WHAT YOU NEED TO DO: Check each line of the entries below for the word "LinkRetriesExhausted", and copy out the ones that have it.

=== Begin Enclosure ===

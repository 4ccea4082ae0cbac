//! Linking externally-stored assets with retry.
//!
//! A link request can race the remote store's own ingest: the asset
//! exists but is not ready to be linked, and the store answers with the
//! documented "not ready" rejection. That condition is retried on a fixed
//! delay up to a ceiling; every other failure is fatal immediately.
//!
//! Batches are dispatched with fixed spacing between requests and a
//! concurrency bound across the batch, so a large paste of library assets
//! does not stampede the store.

use std::sync::Arc;
use std::time::Duration;

use assetflow_client::{AssetStore, LinkRequest};
use assetflow_core::models::AssetDocument;
use assetflow_core::{ErrorMetadata, UploadConfig, UploadError};

use crate::limiter::ConcurrencyLimiter;

/// Issues link requests with spacing, bounded concurrency, and
/// not-ready retry.
pub struct AssetLinkRetrier {
    store: Arc<dyn AssetStore>,
    limiter: ConcurrencyLimiter,
    max_attempts: u32,
    retry_delay: Duration,
    spacing: Duration,
}

impl AssetLinkRetrier {
    pub fn new(store: Arc<dyn AssetStore>, config: &UploadConfig) -> Self {
        Self {
            store,
            limiter: ConcurrencyLimiter::new(config.link_concurrency),
            max_attempts: config.link_max_attempts,
            retry_delay: config.link_retry_delay(),
            spacing: config.link_spacing(),
        }
    }

    /// Link a batch, returning the linked documents in request order.
    ///
    /// The first fatal failure fails the batch; requests already in
    /// flight run to completion but their results are discarded.
    pub async fn link(
        &self,
        requests: Vec<LinkRequest>,
    ) -> Result<Vec<AssetDocument>, UploadError> {
        let mut handles = Vec::with_capacity(requests.len());
        for (i, request) in requests.into_iter().enumerate() {
            if i > 0 {
                tokio::time::sleep(self.spacing).await;
            }
            let store = self.store.clone();
            let limiter = self.limiter.clone();
            let max_attempts = self.max_attempts;
            let retry_delay = self.retry_delay;
            handles.push(tokio::spawn(async move {
                limiter
                    .run(link_one(store.as_ref(), &request, max_attempts, retry_delay))
                    .await
            }));
        }

        let mut linked = Vec::with_capacity(handles.len());
        for handle in handles {
            let result = handle
                .await
                .map_err(|e| UploadError::Internal(anyhow::anyhow!("link task panicked: {e}")))?;
            linked.push(result?);
        }
        Ok(linked)
    }

    /// Link a single asset with retry.
    pub async fn link_asset(&self, request: &LinkRequest) -> Result<AssetDocument, UploadError> {
        self.limiter
            .run(link_one(
                self.store.as_ref(),
                request,
                self.max_attempts,
                self.retry_delay,
            ))
            .await
    }
}

async fn link_one(
    store: &dyn AssetStore,
    request: &LinkRequest,
    max_attempts: u32,
    retry_delay: Duration,
) -> Result<AssetDocument, UploadError> {
    for attempt in 1..=max_attempts {
        match store.link_asset(request).await {
            Ok(asset) => return Ok(asset),
            Err(e) if e.is_retryable() => {
                if attempt == max_attempts {
                    tracing::error!(
                        asset_id = %request.asset_id,
                        attempts = max_attempts,
                        "Asset never became ready to link"
                    );
                    return Err(UploadError::LinkRetriesExhausted {
                        attempts: max_attempts,
                    });
                }
                tracing::debug!(
                    asset_id = %request.asset_id,
                    attempt = attempt,
                    "Asset not ready, retrying link"
                );
                tokio::time::sleep(retry_delay).await;
            }
            Err(e) => return Err(e),
        }
    }
    // max_attempts is validated to be at least 1.
    Err(UploadError::LinkRetriesExhausted {
        attempts: max_attempts,
    })
}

=== End Enclosure ===

RESULT:
                    return Err(UploadError::LinkRetriesExhausted {
    Err(UploadError::LinkRetriesExhausted {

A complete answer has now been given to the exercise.